INC3 Calls for Global Collaboration on Nanotechnology

About 250 technologists and policy makers from around the globe meet this week in Brussels, Belgium, at INC3, the third international nanotechnology conference on communication and cooperation, to discuss the latest developments in nanotechnology, the challenges and bottlenecks, and the economic and societal implications. The need for collaboration involving industry, academia, society stakeholders, governments and financial institutions at world-wide level will be presented in technology and economic presentations.

Already, state-of-the-art nanotechnology-based products reflect the significant benefits at societal and individual levels that can be expected from future nanotechnology developments. New or better performing goods and services are emerging in electronics, healthcare, chemistry and materials sciences, to name a few.

New production routes are being designed towards the target of zero waste and zero emissions. The presentations emphasize that the multi-disciplinary skills and tasks needed for further nanotechnology innovations exceed the resources and capabilities of any single company, nation or region.

Collaboration among government, industry, and academia in a broad cross-section of fields is essential for the creation and development of nanotechnology-based business.

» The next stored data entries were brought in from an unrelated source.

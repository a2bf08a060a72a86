//! Seller coupon store and the buyer-facing coupon validator.
//!
//! The store is an explicit object over an injected [`Storage`] backend.
//! It hydrates once on [`CouponStore::load`], seeding a small set of demo
//! coupons when nothing is stored, and writes the whole list back after
//! every change.

use std::sync::Arc;

use chrono::{DateTime, TimeDelta, Utc};
use rust_decimal::Decimal;

use crate::error::{Result, StorefrontError};
use crate::events::{EventBus, StorefrontEvent};
use crate::models::{Coupon, CouponDraft, CouponId, CouponPatch, CouponType};
use crate::storage::{self, Storage};

/// Currency symbol used in validator messages unless overridden.
pub const DEFAULT_CURRENCY_SYMBOL: &str = "₹";

/// Validator message for an unknown code.
const MSG_INVALID: &str = "Invalid coupon code.";
/// Validator message for a switched-off coupon.
const MSG_INACTIVE: &str = "This coupon is currently inactive.";
/// Validator message for a coupon whose window has not opened.
const MSG_NOT_YET_ACTIVE: &str = "This coupon is not yet active.";
/// Validator message for a coupon whose window has closed.
const MSG_EXPIRED: &str = "This coupon has expired.";
/// Validator message for an applicable coupon.
const MSG_APPLIED: &str = "Coupon applied successfully!";

/// Outcome of [`CouponStore::validate_coupon`].
///
/// Unknown or inapplicable codes are not errors; they come back with
/// `is_valid == false` and a message meant for the buyer.
#[derive(Debug, Clone, PartialEq, Eq)]
pub struct CouponValidation {
    /// Whether the coupon can be applied.
    pub is_valid: bool,
    /// Buyer-facing explanation.
    pub message: String,
    /// The matched coupon, present only when valid.
    pub coupon: Option<Coupon>,
}

impl CouponValidation {
    /// A failed validation with the given message.
    fn rejected<T: Into<String>>(message: T) -> Self {
        Self {
            is_valid: false,
            message: message.into(),
            coupon: None,
        }
    }
}

/// Demo coupons written on first use: two live ones, one expired
/// yesterday and one opening in two days.
#[inline]
#[must_use]
pub fn default_coupons(now: DateTime<Utc>) -> Vec<Coupon> {
    vec![
        Coupon {
            id: CouponId::from("c1"),
            code: "SAVE10".to_owned(),
            kind: CouponType::Percentage,
            discount_value: Decimal::from(10_i32),
            min_purchase_amount: Some(Decimal::from(50_i32)),
            is_active: true,
            valid_from: None,
            valid_until: None,
        },
        Coupon {
            id: CouponId::from("c2"),
            code: "FIXED5".to_owned(),
            kind: CouponType::Fixed,
            discount_value: Decimal::from(5_i32),
            min_purchase_amount: Some(Decimal::from(20_i32)),
            is_active: true,
            valid_from: None,
            valid_until: None,
        },
        Coupon {
            id: CouponId::from("c3"),
            code: "EXPIRED".to_owned(),
            kind: CouponType::Percentage,
            discount_value: Decimal::from(15_i32),
            min_purchase_amount: None,
            is_active: true,
            valid_from: None,
            valid_until: Some(now - TimeDelta::days(1)),
        },
        Coupon {
            id: CouponId::from("c4"),
            code: "FUTURE".to_owned(),
            kind: CouponType::Fixed,
            discount_value: Decimal::from(10_i32),
            min_purchase_amount: None,
            is_active: true,
            valid_from: Some(now + TimeDelta::days(2)),
            valid_until: None,
        },
    ]
}

/// Seller-managed coupons, shared read-only with buyers.
#[derive(Debug)]
pub struct CouponStore<S> {
    /// Backend the coupon list is persisted to.
    storage: S,
    /// Bus notified after every write.
    bus: Arc<EventBus>,
    /// Storage key of the coupon list.
    key: String,
    /// Symbol prefixed to amounts in validator messages.
    currency_symbol: String,
    /// Coupons in creation order.
    coupons: Vec<Coupon>,
}

impl<S: Storage> CouponStore<S> {
    /// Hydrates the store from `key`.
    ///
    /// When nothing is stored, or the stored list cannot be parsed, the
    /// [`default_coupons`] are written and used instead.
    ///
    /// # Errors
    ///
    /// Returns an error if the storage backend fails.
    #[tracing::instrument(skip_all)]
    #[inline]
    pub fn load<T: Into<String>>(storage: S, bus: Arc<EventBus>, key: T) -> Result<Self> {
        let mut store = Self {
            storage,
            bus,
            key: key.into(),
            currency_symbol: DEFAULT_CURRENCY_SYMBOL.to_owned(),
            coupons: Vec::new(),
        };
        store.reload()?;
        Ok(store)
    }

    /// Overrides the currency symbol used in validator messages.
    #[inline]
    #[must_use]
    pub fn with_currency_symbol<T: Into<String>>(mut self, symbol: T) -> Self {
        self.currency_symbol = symbol.into();
        self
    }

    /// Re-reads the list from storage, seeding defaults if it is missing
    /// or corrupt.
    ///
    /// # Errors
    ///
    /// Returns an error if the storage backend fails.
    #[inline]
    pub fn reload(&mut self) -> Result<()> {
        match storage::load_json::<Vec<Coupon>, _>(&self.storage, &self.key) {
            Ok(Some(coupons)) => {
                self.coupons = coupons;
                Ok(())
            }
            Ok(None) => {
                tracing::info!("no stored coupons, seeding defaults");
                self.commit(default_coupons(Utc::now()))
            }
            Err(StorefrontError::Serialization(err)) => {
                tracing::error!(
                    error = %err,
                    "failed to parse stored coupons, resetting to defaults"
                );
                self.commit(default_coupons(Utc::now()))
            }
            Err(err) => Err(err),
        }
    }

    /// All coupons in creation order.
    #[inline]
    #[must_use]
    pub fn fetch_all(&self) -> &[Coupon] {
        &self.coupons
    }

    /// Looks a coupon up by code, ignoring case.
    #[inline]
    #[must_use]
    pub fn find_by_code(&self, code: &str) -> Option<&Coupon> {
        self.coupons.iter().find(|coupon| coupon.matches_code(code))
    }

    /// Looks a coupon up by id.
    #[inline]
    #[must_use]
    pub fn get(&self, id: &CouponId) -> Option<&Coupon> {
        self.coupons.iter().find(|coupon| coupon.id == *id)
    }

    /// Validates and stores a new coupon with an uppercase code and a fresh
    /// id.
    ///
    /// # Errors
    ///
    /// Returns [`StorefrontError::Validation`] for an invalid draft,
    /// [`StorefrontError::DuplicateCouponCode`] if the code is taken, or a
    /// storage error.
    #[tracing::instrument(skip_all, fields(code = %draft.code))]
    #[inline]
    pub fn add_coupon(&mut self, draft: CouponDraft) -> Result<Coupon> {
        draft.validate()?;
        if self.find_by_code(&draft.code).is_some() {
            return Err(StorefrontError::DuplicateCouponCode(draft.code));
        }
        let coupon = draft.into_coupon(CouponId::generate());
        let mut coupons = self.coupons.clone();
        coupons.push(coupon.clone());
        self.commit(coupons)?;
        Ok(coupon)
    }

    /// Applies a partial update. Returns `Ok(None)` for an unknown id.
    ///
    /// # Errors
    ///
    /// Returns [`StorefrontError::Validation`] if the updated coupon is
    /// invalid, [`StorefrontError::DuplicateCouponCode`] if the new code
    /// belongs to another coupon, or a storage error.
    #[tracing::instrument(skip_all, fields(id = %id))]
    #[inline]
    pub fn update_coupon(&mut self, id: &CouponId, patch: CouponPatch) -> Result<Option<Coupon>> {
        let Some(current) = self.get(id) else {
            return Ok(None);
        };
        if let Some(code) = patch.code.as_deref() {
            let taken = self
                .coupons
                .iter()
                .any(|other| other.id != *id && other.matches_code(code));
            if taken {
                return Err(StorefrontError::DuplicateCouponCode(code.to_owned()));
            }
        }
        let mut updated = current.clone();
        updated.apply_patch(patch);
        updated.to_draft().validate()?;
        let coupons = self
            .coupons
            .iter()
            .map(|coupon| {
                if coupon.id == *id {
                    updated.clone()
                } else {
                    coupon.clone()
                }
            })
            .collect();
        self.commit(coupons)?;
        Ok(Some(updated))
    }

    /// Deletes a coupon. Returns `false` if the id is unknown.
    ///
    /// # Errors
    ///
    /// Returns a storage error if the write fails.
    #[tracing::instrument(skip_all, fields(id = %id))]
    #[inline]
    pub fn remove_coupon(&mut self, id: &CouponId) -> Result<bool> {
        if self.get(id).is_none() {
            return Ok(false);
        }
        let coupons = self
            .coupons
            .iter()
            .filter(|coupon| coupon.id != *id)
            .cloned()
            .collect();
        self.commit(coupons)?;
        Ok(true)
    }

    /// Checks whether `code` can be applied to a cart worth `subtotal` at
    /// time `now`. The first failing rule decides the message: unknown
    /// code, inactive, not yet valid, expired, then minimum purchase.
    #[inline]
    #[must_use]
    pub fn validate_coupon(
        &self,
        code: &str,
        subtotal: Decimal,
        now: DateTime<Utc>,
    ) -> CouponValidation {
        let Some(coupon) = self.find_by_code(code) else {
            return CouponValidation::rejected(MSG_INVALID);
        };
        if !coupon.is_active {
            return CouponValidation::rejected(MSG_INACTIVE);
        }
        if coupon.valid_from.is_some_and(|from| now < from) {
            return CouponValidation::rejected(MSG_NOT_YET_ACTIVE);
        }
        if coupon.valid_until.is_some_and(|until| now > until) {
            return CouponValidation::rejected(MSG_EXPIRED);
        }
        if let Some(min) = coupon.min_purchase_amount
            && min > Decimal::ZERO
            && subtotal < min
        {
            return CouponValidation::rejected(format!(
                "Minimum purchase of {}{min:.2} required for this coupon.",
                self.currency_symbol
            ));
        }
        CouponValidation {
            is_valid: true,
            message: MSG_APPLIED.to_owned(),
            coupon: Some(coupon.clone()),
        }
    }

    /// Storage key the list is persisted under.
    #[inline]
    #[must_use]
    pub fn key(&self) -> &str {
        &self.key
    }

    /// Persists `coupons`, then commits them and notifies subscribers.
    fn commit(&mut self, coupons: Vec<Coupon>) -> Result<()> {
        storage::save_json(&self.storage, &self.key, &coupons)?;
        self.coupons = coupons;
        tracing::debug!(coupons = self.coupons.len(), "coupons saved");
        self.bus.publish(&StorefrontEvent::CouponsChanged);
        Ok(())
    }
}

Within the area of semiconductor technology, scaling to minimum feature sizes on the order of five nanometers may be possible, but a rapid increase in innovations in device and interconnect materials, processes, and structures will be required. The use of several new and exciting nanomaterials will be explained. New system functionalities and better system performance will be presented based on micro- and nano-electromechanical systems. All of these inventions result in new applications such as extremely dense storage devices, novel high-capacity computation techniques, ultra-sensitive biosensors etc.

Nanophotonics will have the highest impact on optical communications and biomedical applications. Silicon-based photonics will be able to alleviate the foreseeable capacity bottleneck in data communications, by shifting the processing from the electronic to the optical domain. Fast integrated photonic circuits are expected to dramatically reduce the financial burden of the healthcare in an ageing society by applications such as optical processing (e.g. biosensors) for medical diagnosis.

In the “Bridge to bio” session, medical applications are being shown to compose one of the fastest growing sectors of the semiconductor industry. New therapeutic and diagnostic instrumentation based on interfacing brain neurons with electronics, and new and affordable medical devices such as biosensors, enzyme immunoassays, controlled drug delivery, gene therapy, and tissue engineering will be presented. The presentations reflect the enormous potential emerging from the convergence of semiconductor nanofabrication, biology, medicine, and electronics.

On Wednesday April 18, Professor Jean-Marie Lehn, Nobel Laureate in chemistry in 1987, will present the keynote on the self-organization approach of nanoscience and nanotechnology. He will discuss the spontaneous but controlled generation of well-defined, functional molecular and supramolecular architectures of nanometric size through self-organization. This very advanced technology offers a powerful alternative to nanofabrication and to nanomanipulation for the development of functional nanostructures.

INC3 also addresses the economic and societal impact of nanotechnology. An economic boost is foreseen. The nanotechnology market is expected to exceed the current information technology and telecommunications market within seven years and holds great promises for emerging and developing economies. INC3 will show that several actions need to be taken in order to guarantee this economical boost. New jobs with an increased demand for interdisciplinary skills will need to be created, sometimes challenging traditional education and training approaches. To cope with the risks and complexity of developing completely new nanotechnology-based products and to investigate the social impact of these developments, collaboration at a global scale will be necessary at all levels.